Berdasarkan Asas Teritorialitas Pasif, kantor perwakilan diplomatik yang berkedudukan di negara lain merupakan bagian dari yurisdiksi negara yang bersangkutan sehingga hukum yang diterapkan di Kantor Perwakilan tersebut adalah hukum Nasional negara yang bersangkutan. Apabila terjadi suatu perbuatan hukum dalam yurisdiksi negara yang bersangkutan (Kantor Perwakilan), walaupun berada dalam wilayah Indonesia, maka tentunya tidak dapat diberlakukan Hukum Nasional Indonesia. Namun demikian, apabila suatu perbuatan hukum secara langsung maupun tidak langsung telah bersinggungan dengan wilayah negara Indonesia, maka semestinya proses hukum terhadap perbuatan hukum tersebut tetap memperhatikan kaidah-kaidah dan kebiasaan dari negara Indonesia.2
Dalam Konvensi Wina 1961 Pasal 8 ayat (2) menentukan bahwa, “Members of the diplomatic staff of the mission may not be appointed from among persons having the nationality of the receiving State, except with the consent of that State which may be withdrawn at any time”, hal ini menunjukan bahwa pekerja yang bekerja di
Kantor Perwakilan Diplomatik tidak seluruhnya merupakan warga negara dari Negara Pengirim melainkan terdapat pula yang berstatus sebagai warga negara dari Negara Penerima. Hubungan kerja antara perwakilan diplomatik negara lain dengan pekerja lokal dilakukan berdasarkan atas perjanjian kerja. Apabila terjadi ketidakharmonisan hubungan kerja antara perwakilan diplomatik negara lain dengan pekerja lokal maka dapat memicu adanya perbedaan pendapat bahkan perselisihan, salah satunya ialah perselisihan pemutusan hubungan kerja.

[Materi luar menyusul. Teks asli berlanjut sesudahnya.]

//! Chunked aggregation engine.
//!
//! Drives the complete aggregation workflow: chunks are pulled from a
//! [`ChunkSource`] strictly in order, each one is folded completely into a
//! single [`AccumulatorSet`] owned by the driver, and the final state is
//! handed to the report finalizer once the source is exhausted.

pub mod chunk;
pub mod chunk_source;
pub mod stats;

#[cfg(test)]
pub mod tests;

pub use self::{
    chunk::ChunkProcessor,
    chunk_source::{ChunkSource, CsvChunkSource},
    stats::RunStats,
};

use crate::accumulator::AccumulatorSet;
use crate::config::AggregatorConfig;
use crate::error::Result;
use crate::report::{FinalReports, finalize};

use indicatif::{ProgressBar, ProgressStyle};
use std::path::Path;
use std::time::{Duration, Instant};
use tracing::{debug, info, warn};

/// Output of a completed aggregation run
#[derive(Debug, Clone)]
pub struct AggregationRun {
    pub reports: FinalReports,
    pub stats: RunStats,
    pub elapsed: Duration,
}

/// Pulls chunks from a source and folds them into one accumulator set
#[derive(Debug, Clone)]
pub struct AggregationDriver {
    config: AggregatorConfig,
}

impl AggregationDriver {
    /// Create a new driver
    pub fn new(config: AggregatorConfig) -> Result<Self> {
        config.validate()?;
        Ok(Self { config })
    }

    pub fn config(&self) -> &AggregatorConfig {
        &self.config
    }

    /// Aggregate a CSV file on disk
    pub fn run_path(&self, input_path: &Path) -> Result<AggregationRun> {
        let mut source = CsvChunkSource::from_path(input_path, self.config.chunk_size)?;
        self.run(&mut source)
    }

    /// Fold every chunk of `source` and finalize the reports
    pub fn run<S: ChunkSource>(&self, source: &mut S) -> Result<AggregationRun> {
        let start_time = Instant::now();
        let (accumulators, stats) = self.fold_source(source)?;
        let reports = finalize(&accumulators);

        Ok(AggregationRun {
            reports,
            stats,
            elapsed: start_time.elapsed(),
        })
    }

    /// Fold every chunk of `source` into a fresh accumulator set
    pub fn fold_source<S: ChunkSource>(&self, source: &mut S) -> Result<(AccumulatorSet, RunStats)> {
        let mut accumulators = AccumulatorSet::new();
        let mut stats = RunStats::new(self.config.max_reported_failures);
        let progress = self.progress_bar();

        let mapping = source.column_mapping().clone();
        let processor = ChunkProcessor::new(&mapping);

        while let Some(chunk) = source.next_chunk()? {
            debug!(
                "Folding chunk {} ({} rows)",
                stats.chunks_processed + 1,
                chunk.len()
            );
            processor.process_chunk(&chunk, &mut accumulators, &mut stats);
            progress.set_message(format!(
                "{} rows, {} skipped",
                stats.rows_read, stats.rows_failed
            ));
            progress.tick();
        }

        progress.finish_and_clear();

        if stats.rows_read > 0 && accumulators.is_empty() {
            warn!("None of the {} rows could be normalized", stats.rows_read);
        }
        info!("{}", stats.summary());

        Ok((accumulators, stats))
    }

    fn progress_bar(&self) -> ProgressBar {
        if !self.config.show_progress {
            return ProgressBar::hidden();
        }

        let progress = ProgressBar::new_spinner();
        if let Ok(style) =
            ProgressStyle::default_spinner().template("{spinner:.green} [{elapsed_precise}] {msg}")
        {
            progress.set_style(style);
        }
        progress.set_message("Aggregating trips");
        progress
    }
}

Di Indonesia sendiri, mengenai penyelesaian perselisihan hubungan kerja yang melibatkan pekerja swasta mengacu kepada Undang-Undang Nomor 13 Tahun 2003 tentang Ketenagakerjaan dan Undang-Undang Nomor 2 Tahun 2004 tentang Penyelesaian Perselisihan Hubungan Industrial. Pengadilan Hubungan Industrial adalah suatu Lembaga pengadilan khusus di lingkungan pengadilan negeri yang berwenang untuk memeriksa, mengadili dan memutus perkara perselisihan hubungan industrial, salah satunya ialah perselisihan pemutusan hubungan kerja. Suatu perselisihan pemutusan hubungan kerja dapat timbul apabila ada pertentangan pendapat mengenai pengakhiran hubungan kerja yang dilakukan atasan maupun pekerja itu sendiri.
PHK dalam UU Ketenagakerjaan diartikan sebagai suatu bentuk pengakhiran hubungan kerja yang mengakibatkan berakhirnya hak dan kewajiban antara buruh/pekerja dengan pengusaha. PHK merupakan suatu peristiwa yang tidak diharapkan dan dihindari, karena dapat menyebabkan pekerja/buruh yang bersangkutan kehilangan mata pencahariannya untuk menghidupi diri dan keluarganya. Oleh karena PHK dapat berdampak kompleks dan cenderung berujung perselisihan, maka mekanisme PHK diatur sedemikian rupa agar dapat memberikan perlindungan terhadap
buruh/pekerja sehingga dapat memperoleh hak-haknya sesuai dengan undang-undang.3
Apabila memandang secara kaku pengertian yang diberikan oleh undang-undang tersebut, hanya terbatas antara pekerja dengan pengusaha, Perwakilan Diplomatik bukan termasuk pengusaha. Hal inilah kemudian menimbulkan persepsi bahwa Undang-undang Ketenagakerjaan tidak dapat menjadi payung hukum bagi perjanjian kerja antara pekerja lokal dengan Perwakilan Diplomatik dan juga Pengadilan Hubungan Industrial tidak berwenang mengadili Perwakilan Diplomatik.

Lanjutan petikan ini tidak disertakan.